Yes to the skimmer works well, parameters are ammo 0.0 ph 8.2 nitrate 0.0 nitrite 0.0 temp 76.5 sil 1.028 (a little high) fish = tomato clown, 2 yellow tang, 4 damsels, snails, crabs (hermit, emeral) enomeny (sic) for the clown button coral and carpet coral. feed a pinch once a day. 90 gal tank with wet/dry and a mag 350 canister filter. 10 percent water changes about every 10 days using r/o water and instant ocean mix.

tell me how to upload a pic to the thread and I'll send you one. with the little white things in the rock and filter also. :eek:

Bill
:D
 
Sneeker lettuce nudis do eat hair or bryopsis, but they really wont make a dent if you have a large ammount of algae. A Phosphate test would also be in order as it is the main food for algae in our tanks.
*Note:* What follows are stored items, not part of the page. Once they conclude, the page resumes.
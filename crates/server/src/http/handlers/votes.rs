use axum::{
    extract::State,
    http::Method,
    Json,
};
use domain::{VoteCounts, VoteDirection};

use crate::{
    auth::{require_post, AuthUser},
    error::AppError,
    http::extract::IdPath,
    state::AppState,
};

pub async fn vote_comment(
    State(state): State<AppState>,
    _user: AuthUser,
    method: Method,
    IdPath((comment_id, vote_type)): IdPath<(i64, String)>,
) -> Result<Json<VoteCounts>, AppError> {
    require_post(&method)?;

    let counts = match vote_type.parse::<VoteDirection>() {
        Ok(direction) => state.comments.apply_vote(comment_id, direction).await?,
        Err(e) => {
            // 未知方向不计票，只返回当前计数
            tracing::debug!("Vote on comment {} ignored: {}", comment_id, e);
            state.comments.get_comment(comment_id).await?.vote_counts()
        }
    };

    Ok(Json(counts))
}
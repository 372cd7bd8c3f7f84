pub mod extract;
pub mod handlers;
pub mod router;
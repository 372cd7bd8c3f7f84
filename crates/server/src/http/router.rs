use super::handlers::{admin, comments, votes};
use crate::state::AppState;
use axum::{
    http::{HeaderValue, Method},
    routing::{any, delete, get, post},
    Router,
};
use tower_http::{
    cors::{Any, CorsLayer},
    trace::TraceLayer,
};

fn cors_layer(allowed_origins: &str) -> CorsLayer {
    let base = CorsLayer::new()
        .allow_methods([Method::GET, Method::POST, Method::DELETE])
        .allow_headers(Any);

    if allowed_origins == "*" {
        return base.allow_origin(Any);
    }

    let origins: Vec<HeaderValue> = allowed_origins
        .split(',')
        .map(|s| s.trim())
        .filter(|s| !s.is_empty())
        .filter_map(|s| s.parse::<HeaderValue>().ok())
        .collect();

    if origins.is_empty() {
        tracing::warn!("CORS config is invalid or empty, falling back to allow ANY.");
        base.allow_origin(Any)
    } else {
        tracing::info!("CORS enabled for origins: {:?}", origins);
        base.allow_origin(origins)
    }
}

pub fn build_router(state: AppState, allowed_origins: &str) -> Router {
    // add/reply/vote 接受任意方法：先过登录校验，再由处理函数决定方法语义
    Router::new()
        .route("/add/:article_id/", any(comments::add_comment))
        .route("/reply/:comment_id/", any(comments::reply_comment))
        .route("/vote/:comment_id/:vote_type/", any(votes::vote_comment))
        .route("/comments/:article_id/", get(comments::list_comments))
        .route("/replies/:comment_id/", get(comments::list_replies))
        .route("/admin/articles", post(admin::create_article))
        .route("/admin/articles/:id", delete(admin::delete_article))
        .route("/admin/users", post(admin::create_user))
        .route("/admin/users/:id", delete(admin::delete_user))
        .layer(TraceLayer::new_for_http())
        .layer(cors_layer(allowed_origins))
        .with_state(state)
}
pub mod admin;
pub mod comments;
pub mod votes;
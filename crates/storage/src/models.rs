use chrono::NaiveDateTime;
use domain::Comment;
use sqlx::FromRow;

#[derive(FromRow)]
pub struct SqlComment {
    pub id: i64,
    pub article_id: i64,
    pub author_id: i64,
    pub parent_id: Option<i64>,
    pub body: String,
    pub created_at: NaiveDateTime,
    pub updated_at: NaiveDateTime,
    pub is_approved: bool,
    pub upvote_count: i64,
    pub downvote_count: i64,
}

impl From<SqlComment> for Comment {
    fn from(sql: SqlComment) -> Self {
        Comment {
            id: sql.id,
            article_id: sql.article_id,
            author_id: sql.author_id,
            parent_id: sql.parent_id,
            body: sql.body,
            created_at: sql.created_at,
            updated_at: sql.updated_at,
            is_approved: sql.is_approved,
            upvote_count: sql.upvote_count,
            downvote_count: sql.downvote_count,
        }
    }
}

#[derive(FromRow)]
pub struct SqlVoteCounts {
    pub upvote_count: i64,
    pub downvote_count: i64,
}
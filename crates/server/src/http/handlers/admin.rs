use axum::{
    extract::State,
    http::{HeaderMap, StatusCode},
    Json,
};
use domain::CommentError;
use serde::Deserialize;
use serde_json::{json, Value};

use crate::{
    auth::{authorize_admin, generate_token, hash_token},
    error::AppError,
    http::extract::IdPath,
    state::AppState,
};

#[derive(Deserialize)]
pub struct CreateArticleRequest {
    pub title: String,
}

#[derive(Deserialize)]
pub struct CreateUserRequest {
    pub username: String,
}

pub async fn create_article(
    State(state): State<AppState>,
    headers: HeaderMap,
    Json(payload): Json<CreateArticleRequest>,
) -> Result<(StatusCode, Json<Value>), AppError> {
    authorize_admin(&headers, &state.admin_token)?;

    let title = payload.title.trim();
    if title.is_empty() {
        return Err(CommentError::Validation("Article title cannot be empty.".into()).into());
    }

    let id = state.db.create_article(title).await?;
    tracing::info!("Admin created article {}", id);
    Ok((StatusCode::CREATED, Json(json!({ "id": id }))))
}

pub async fn delete_article(
    State(state): State<AppState>,
    headers: HeaderMap,
    IdPath(article_id): IdPath<i64>,
) -> Result<StatusCode, AppError> {
    authorize_admin(&headers, &state.admin_token)?;

    if !state.db.delete_article(article_id).await? {
        return Err(CommentError::NotFound("Article", article_id).into());
    }
    tracing::info!("Admin deleted article {} and its comments", article_id);
    Ok(StatusCode::NO_CONTENT)
}

/// 明文令牌只在这里返回一次，库里只有摘要。
pub async fn create_user(
    State(state): State<AppState>,
    headers: HeaderMap,
    Json(payload): Json<CreateUserRequest>,
) -> Result<(StatusCode, Json<Value>), AppError> {
    authorize_admin(&headers, &state.admin_token)?;

    let username = payload.username.trim();
    if username.is_empty() {
        return Err(CommentError::Validation("Username cannot be empty.".into()).into());
    }

    let token = generate_token();
    let id = state
        .db
        .create_user(username, &hash_token(&token))
        .await?
        .ok_or_else(|| AppError::Conflict(format!("Username already taken: {}", username)))?;

    tracing::info!("Admin created user {} ({})", id, username);
    Ok((StatusCode::CREATED, Json(json!({ "id": id, "token": token }))))
}

pub async fn delete_user(
    State(state): State<AppState>,
    headers: HeaderMap,
    IdPath(user_id): IdPath<i64>,
) -> Result<StatusCode, AppError> {
    authorize_admin(&headers, &state.admin_token)?;

    if !state.db.delete_user(user_id).await? {
        return Err(CommentError::NotFound("User", user_id).into());
    }
    tracing::info!("Admin deleted user {} and their comments", user_id);
    Ok(StatusCode::NO_CONTENT)
}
You could also do those P tests in various areas such as top off water, sand if you have, up along the rocks and from the water column.
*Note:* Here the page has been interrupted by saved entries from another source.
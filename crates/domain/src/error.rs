use thiserror::Error;

#[derive(Error, Debug)]
pub enum CommentError {
    #[error("{0} {1} not found")]
    NotFound(&'static str, i64),

    #[error("Invalid input: {0}")]
    Validation(String),

    #[error("Storage error: {0}")]
    Storage(#[from] anyhow::Error),
}

pub type CommentResult<T> = Result<T, CommentError>;
use axum::{
    async_trait,
    extract::FromRequestParts,
    http::{header, request::Parts, HeaderMap, Method, Uri},
};
use sha2::{Digest, Sha256};

use crate::{error::AppError, state::AppState};

const SESSION_COOKIE: &str = "session";

/// 已登录的调用者。令牌可放在 `Authorization: Bearer` 头或 `session` cookie 中。
#[derive(Debug, Clone, Copy, PartialEq, Eq)]
pub struct AuthUser {
    pub user_id: i64,
}

#[async_trait]
impl FromRequestParts<AppState> for AuthUser {
    type Rejection = AppError;

    async fn from_request_parts(parts: &mut Parts, state: &AppState) -> Result<Self, Self::Rejection> {
        let login_redirect = || AppError::Unauthenticated {
            login_redirect: login_redirect_url(&state.login_url, &parts.uri),
        };

        let Some(token) = extract_token(&parts.headers) else {
            return Err(login_redirect());
        };

        match state.db.find_user_by_token_hash(&hash_token(token)).await? {
            Some(user_id) => Ok(AuthUser { user_id }),
            None => {
                tracing::debug!("Rejected unknown session token on {}", parts.uri.path());
                Err(login_redirect())
            }
        }
    }
}

/// `{login_url}?next=<原路径及查询串>`，next 做百分号编码，`/` 保留原样。
fn login_redirect_url(login_url: &str, uri: &Uri) -> String {
    let next = uri
        .path_and_query()
        .map(|pq| pq.as_str())
        .unwrap_or_else(|| uri.path());
    let next = urlencoding::encode(next).replace("%2F", "/");
    format!("{}?next={}", login_url, next)
}

fn extract_token(headers: &HeaderMap) -> Option<&str> {
    if let Some(bearer) = headers
        .get(header::AUTHORIZATION)
        .and_then(|h| h.to_str().ok())
        .and_then(|v| v.strip_prefix("Bearer "))
    {
        return Some(bearer.trim()).filter(|t| !t.is_empty());
    }

    headers
        .get_all(header::COOKIE)
        .iter()
        .filter_map(|h| h.to_str().ok())
        .flat_map(|v| v.split(';'))
        .filter_map(|pair| pair.trim().split_once('='))
        .find(|(name, _)| *name == SESSION_COOKIE)
        .map(|(_, value)| value)
        .filter(|t| !t.is_empty())
}

/// 只接受 POST，其它方法返回 405。放在认证之后调用，未登录的请求先被重定向。
pub fn require_post(method: &Method) -> Result<(), AppError> {
    if method == Method::POST {
        Ok(())
    } else {
        Err(AppError::MethodNotAllowed)
    }
}

/// 管理接口使用固定的 Bearer 令牌。
pub fn authorize_admin(headers: &HeaderMap, admin_token: &str) -> Result<(), AppError> {
    let auth_header = headers
        .get(header::AUTHORIZATION)
        .and_then(|h| h.to_str().ok())
        .ok_or(AppError::MissingAdminToken)?;
    let expected_token = format!("Bearer {}", admin_token);
    if auth_header != expected_token {
        return Err(AppError::InvalidAdminToken);
    }
    Ok(())
}

pub fn hash_token(token: &str) -> String {
    hex::encode(Sha256::digest(token.as_bytes()))
}

pub fn generate_token() -> String {
    hex::encode(rand::random::<[u8; 32]>())
}

#[cfg(test)]
mod tests {
    use super::*;
    use axum::http::HeaderValue;

    #[test]
    fn token_from_bearer_or_cookie() {
        let mut headers = HeaderMap::new();
        assert_eq!(extract_token(&headers), None);

        headers.insert(header::COOKIE, HeaderValue::from_static("theme=dark; session=abc123"));
        assert_eq!(extract_token(&headers), Some("abc123"));

        headers.insert(header::AUTHORIZATION, HeaderValue::from_static("Bearer xyz"));
        assert_eq!(extract_token(&headers), Some("xyz"));

        let mut empty = HeaderMap::new();
        empty.insert(header::COOKIE, HeaderValue::from_static("session="));
        assert_eq!(extract_token(&empty), None);
    }

    #[test]
    fn login_redirect_keeps_query_and_encodes_it() {
        let uri: Uri = "/add/3/".parse().unwrap();
        assert_eq!(login_redirect_url("/login/", &uri), "/login/?next=/add/3/");

        let uri: Uri = "/add/3/?body=a b&x=1".replace(' ', "%20").parse().unwrap();
        assert_eq!(
            login_redirect_url("/login/", &uri),
            "/login/?next=/add/3/%3Fbody%3Da%2520b%26x%3D1"
        );
    }

    #[test]
    fn tokens_are_random_and_hash_is_stable() {
        let a = generate_token();
        let b = generate_token();
        assert_eq!(a.len(), 64);
        assert_ne!(a, b);
        assert_eq!(hash_token(&a), hash_token(&a));
        assert_ne!(hash_token(&a), a);
    }

    #[test]
    fn only_post_passes_method_guard() {
        assert!(require_post(&Method::POST).is_ok());
        assert!(matches!(require_post(&Method::GET), Err(AppError::MethodNotAllowed)));
    }
}
use chrono::NaiveDateTime;
use serde::{Deserialize, Serialize};
use std::{fmt, str::FromStr};

use crate::error::CommentError;

/// 评论正文。构造时去掉首尾空白，空内容不合法。
#[derive(Debug, Clone, PartialEq, Eq, Serialize, Deserialize)]
#[serde(transparent)]
pub struct CommentBody(String);

impl CommentBody {
    pub fn new(s: impl Into<String>) -> Result<Self, CommentError> {
        let s = s.into();
        let trimmed = s.trim();
        if trimmed.is_empty() {
            return Err(CommentError::Validation(
                "Comment body cannot be empty.".to_string(),
            ));
        }
        if trimmed.len() == s.len() {
            Ok(Self(s))
        } else {
            Ok(Self(trimmed.to_string()))
        }
    }

    pub fn as_str(&self) -> &str {
        &self.0
    }

    pub fn into_inner(self) -> String {
        self.0
    }
}

#[derive(Debug, Clone, Copy, PartialEq, Eq, Serialize, Deserialize)]
#[serde(rename_all = "lowercase")]
pub enum VoteDirection {
    Up,
    Down,
}

impl VoteDirection {
    pub fn as_str(&self) -> &'static str {
        match self {
            VoteDirection::Up => "up",
            VoteDirection::Down => "down",
        }
    }
}

impl FromStr for VoteDirection {
    type Err = CommentError;

    fn from_str(s: &str) -> Result<Self, Self::Err> {
        match s {
            "up" => Ok(VoteDirection::Up),
            "down" => Ok(VoteDirection::Down),
            other => Err(CommentError::Validation(format!(
                "Unknown vote direction: {}",
                other
            ))),
        }
    }
}

impl fmt::Display for VoteDirection {
    fn fmt(&self, f: &mut fmt::Formatter<'_>) -> fmt::Result {
        f.write_str(self.as_str())
    }
}

/// 投票接口的响应体，字段名即对外 JSON 格式。
#[derive(Debug, Clone, Copy, PartialEq, Eq, Serialize, Deserialize)]
pub struct VoteCounts {
    pub upvotes: i64,
    pub downvotes: i64,
}

#[derive(Debug, Clone, PartialEq, Eq, Serialize, Deserialize)]
pub struct Comment {
    pub id: i64,
    pub article_id: i64,
    pub author_id: i64,
    pub parent_id: Option<i64>,
    pub body: String,
    pub created_at: NaiveDateTime,
    pub updated_at: NaiveDateTime,
    pub is_approved: bool,
    pub upvote_count: i64,
    pub downvote_count: i64,
}

impl Comment {
    pub fn vote_counts(&self) -> VoteCounts {
        VoteCounts {
            upvotes: self.upvote_count,
            downvotes: self.downvote_count,
        }
    }
}

/// 待插入的评论。id 与时间戳由存储层分配。
#[derive(Debug, Clone)]
pub struct NewComment {
    pub article_id: i64,
    pub author_id: i64,
    pub parent_id: Option<i64>,
    pub body: CommentBody,
}
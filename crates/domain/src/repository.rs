use async_trait::async_trait;

use crate::models::{Comment, NewComment, VoteDirection, VoteCounts};

/// 评论记录的存储接口。实现方负责表结构、迁移与级联删除。
#[async_trait]
pub trait CommentRepository: Send + Sync {
    async fn article_exists(&self, article_id: i64) -> anyhow::Result<bool>;

    async fn insert(&self, new: NewComment) -> anyhow::Result<Comment>;

    async fn get_by_id(&self, comment_id: i64) -> anyhow::Result<Option<Comment>>;

    /// Replies of `comment_id`, newest first.
    async fn find_by_parent(&self, comment_id: i64) -> anyhow::Result<Vec<Comment>>;

    /// Top-level comments of an article, newest first.
    async fn find_top_level(&self, article_id: i64) -> anyhow::Result<Vec<Comment>>;

    /// Adds one to the selected counter in a single statement.
    /// Returns `None` when the comment does not exist.
    async fn increment_counter(
        &self,
        comment_id: i64,
        direction: VoteDirection,
    ) -> anyhow::Result<Option<VoteCounts>>;
}
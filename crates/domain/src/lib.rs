mod error;
mod models;
mod repository;
mod service;

pub use error::{CommentError, CommentResult};
pub use models::{Comment, CommentBody, NewComment, VoteCounts, VoteDirection};
pub use repository::CommentRepository;
pub use service::CommentService;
What kind of additives and food do you feed?

Mike
 
Hello there Mike, actually lettuce "slugs" (there are no lettuce nudi's") do eat bryopsis, thats about all they eat. I raise the suckers. I had over 100 of them and I did a test with about 20 of them in a one gallon tank with hair algae. They would not touch it as much as I could see. The bryopsis they sucked to death. Here is an article I wrote about them. and a picture of one of mine.
Have fun.
Paul
http://www.breedersregistry.org/Articles/baldassano2004/SolarPoweredSlug.htm
 
Paul - I've had a lettuce slug in my system for quite sometime, and no bryopsis. I started out with one big slug that had babies (about 8 that I could count)....of which 2 survived, and now only one still exists in my tank, and has grown considerably. It was December of 2004 that I noted the slug babies in my system, and at the end of Jan 2005, there were only two left (skimmer and plumbing incidents from what I recall). I still do not have bryopsis in my system, so it must be surviving on something other than that. Prior to my tear down and set-up, I had turf and bubble aglaes, and prior to the turf and bubble, I had a hair algae problem about a year ago, that eventually died off and turf took over.